ORMs get criticised a lot for overfetching data, and there’s an assumption that using an ORM must therefore be less performant that using raw SQL. This argument misses an amazing performance boost that ORMs make possible, which is object caching. It doesn’t matter if using raw SQL shaves 5% of time off of a SQL query, when using an ORM makes it possible to cache and load entire objects without ever needing to hit the database! By always dealing with full objects, an ORM can cache objects by ID or other keys and avoid touching the database at all in many cases.
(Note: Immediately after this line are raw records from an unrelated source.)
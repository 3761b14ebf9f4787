//! Builds the enabled sources from configuration.

use chrono::Duration;
use std::collections::BTreeMap;
use std::time::Duration as StdDuration;
use tracing::{info, warn};

use super::build::BuildProbe;
use super::feed::{FeedHandle, FeedSource};
use super::git::GitProbe;
use super::idle::IdleProbe;
use super::polled::PolledSource;
use super::pomodoro::{PomodoroHandle, PomodoroSource};
use super::system::{SystemLoadHandle, SystemProbe};
use super::window::WindowProbe;
use crate::config::{FeedConfig, ObserversConfig};
use crate::source::{ObservationSource, PriorityRank};
use crate::status::StatusResolver;

/// Control and read handles for sources that expose more than observations.
#[derive(Debug, Clone, Default)]
pub struct SourceHandles {
    pub pomodoro: Option<PomodoroHandle>,
    pub system_load: Option<SystemLoadHandle>,
    pub feeds: BTreeMap<String, FeedHandle>,
}

/// Sources in registration order, ready to hand to a resolver.
#[derive(Default)]
pub struct SourceSet {
    pub sources: Vec<(PriorityRank, Box<dyn ObservationSource>)>,
    pub handles: SourceHandles,
}

impl SourceSet {
    pub fn ids(&self) -> Vec<&str> {
        self.sources.iter().map(|(_, source)| source.id()).collect()
    }

    pub fn register_into(self, resolver: &mut StatusResolver) -> SourceHandles {
        for (rank, source) in self.sources {
            resolver.register(rank, source);
        }
        self.handles
    }

    fn push(&mut self, rank: PriorityRank, source: Box<dyn ObservationSource>) {
        self.sources.push((rank, source));
    }
}

fn rank_or(overridden: Option<u8>, default: PriorityRank) -> PriorityRank {
    overridden.map(PriorityRank).unwrap_or(default)
}

/// Creates one source per enabled feature, in default rank order. Sources
/// that are enabled but missing a required path are skipped with a warning.
pub fn build_sources(config: &ObserversConfig) -> SourceSet {
    let mut set = SourceSet::default();

    if config.pomodoro.enabled {
        let source =
            PomodoroSource::new(config.pomodoro.work_minutes, config.pomodoro.break_minutes);
        set.handles.pomodoro = Some(source.handle());
        set.push(
            rank_or(config.pomodoro.rank, PriorityRank::POMODORO),
            Box::new(source),
        );
    }

    if config.git.enabled {
        match &config.git.repo_path {
            Some(repo_path) => set.push(
                rank_or(config.git.rank, PriorityRank::GIT),
                Box::new(PolledSource::new("git", GitProbe::new(repo_path.clone()))),
            ),
            None => warn!("Git observer enabled without repo_path; skipping"),
        }
    }

    if config.build.enabled {
        match &config.build.watch_path {
            Some(watch_path) => set.push(
                rank_or(config.build.rank, PriorityRank::BUILD),
                Box::new(PolledSource::new("build", BuildProbe::new(watch_path.clone()))),
            ),
            None => warn!("Build observer enabled without watch_path; skipping"),
        }
    }

    if config.window.enabled {
        set.push(
            rank_or(config.window.rank, PriorityRank::WINDOW),
            Box::new(PolledSource::new(
                "window",
                WindowProbe::new(config.window.process_map.clone()),
            )),
        );
    }

    push_feed(&mut set, "chat", &config.chat, PriorityRank::CHAT);

    if config.system.enabled {
        let probe = SystemProbe::new(config.system.cpu_high_threshold);
        set.handles.system_load = Some(probe.load_handle());
        set.push(
            rank_or(config.system.rank, PriorityRank::SYSTEM),
            Box::new(PolledSource::new("system", probe)),
        );
    }

    push_feed(
        &mut set,
        "notifications",
        &config.notifications,
        PriorityRank::NOTIFICATIONS,
    );
    push_feed(&mut set, "music", &config.music, PriorityRank::MUSIC);

    if config.idle.enabled {
        set.push(
            rank_or(config.idle.rank, PriorityRank::IDLE),
            Box::new(PolledSource::new(
                "idle",
                IdleProbe::new(StdDuration::from_secs(config.idle.threshold_secs)),
            )),
        );
    }

    push_feed(&mut set, "weather", &config.weather, PriorityRank::WEATHER);

    info!(sources = ?set.ids(), "Observation sources configured");
    set
}

fn push_feed(set: &mut SourceSet, id: &str, config: &FeedConfig, default_rank: PriorityRank) {
    if !config.enabled {
        return;
    }
    let source = FeedSource::new(id, Duration::seconds(config.ttl_secs as i64));
    set.handles.feeds.insert(id.to_string(), source.handle());
    set.push(rank_or(config.rank, default_rank), Box::new(source));
}

#[cfg(test)]
mod tests {
    use super::*;
    use std::path::PathBuf;

    #[test]
    fn defaults_enable_window_system_and_idle() {
        let set = build_sources(&ObserversConfig::default());

        assert_eq!(set.ids(), vec!["window", "system", "idle"]);
        assert!(set.handles.pomodoro.is_none());
        assert!(set.handles.system_load.is_some());
        let ranks: Vec<u8> = set.sources.iter().map(|(rank, _)| rank.0).collect();
        assert_eq!(ranks, vec![4, 5, 6]);
    }

    #[test]
    fn enabled_sources_follow_rank_order_and_overrides() {
        let mut config = ObserversConfig::default();
        config.pomodoro.enabled = true;
        config.git.enabled = true;
        config.git.repo_path = Some(PathBuf::from("/tmp/repo"));
        config.weather.enabled = true;
        config.weather.rank = Some(3);
        config.chat.enabled = true;

        let set = build_sources(&config);

        assert_eq!(
            set.ids(),
            vec!["pomodoro", "git", "window", "chat", "system", "idle", "weather"]
        );
        assert_eq!(set.sources.last().map(|(rank, _)| rank.0), Some(3));
        assert!(set.handles.pomodoro.is_some());
        assert!(set.handles.feeds.contains_key("chat"));
    }

    #[test]
    fn path_sources_without_paths_are_skipped() {
        let mut config = ObserversConfig::default();
        config.git.enabled = true;
        config.build.enabled = true;

        let set = build_sources(&config);

        assert!(!set.ids().contains(&"git"));
        assert!(!set.ids().contains(&"build"));
    }
}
Efficient writing and reading

ORMs can be a lot smarter about interacting with the database than is possible with hand-written SQL (without a lot of effort). For instance, intelligent ORMs can batch related reads/writes together, all while updating caches with query results. ORMs make it possible to tweak the way model loading works so, for instance, it’s trivial to change model load from using a JOIN to using multiple queries where it’s more efficient, or to batch groups of queries together to avoid N + 1 query issues.

Cleaner code

90% of the time, you’re loading models by a foreign key, or tracing relations across models. In these cases, there’s no SQL to write at all when using an ORM; just simple, intuitive method calls. For example, compare something like posts = user.posts using an ORM vs something like:

  posts = db.execute(`
    SELECT *
    FROM posts
    WHERE posts.user_id = ?
  `, user_id)

For the few cases when you do still need all the control of raw SQL, you can still use it! ORMs let you drop down to as low a level as needed. You get much clearer code 90% of the time, and for the rest of the time, you can still write as convoluted SQL as your heart desires!

Result typing

Assuming you’re using a strongly-typed language, you gain the ability to have typed query results when using an ORM. ORMs can tell exactly what type of models will come back from queries, and that info can catch bugs throughout the rest of your code where those models are used. This is simply not possible when using raw SQL strings since your compiler has no way to know what’s going to come back from the query.

ORMs are awesome

For any serious project, you should be using an ORM. This doesn’t mean ORMs are perfect - the criticisms of them are often valid. There will be a learning curve, and using an ORM doesn’t mean you don’t need to learn how a database works. Despite all of this, the value ORMs provide is overwhelming, and powerful ORMs like Sqlalchemy and Hibernate are amazing peices of software. ORMs deserve a lot more love, because ORMs are, in fact, awesome!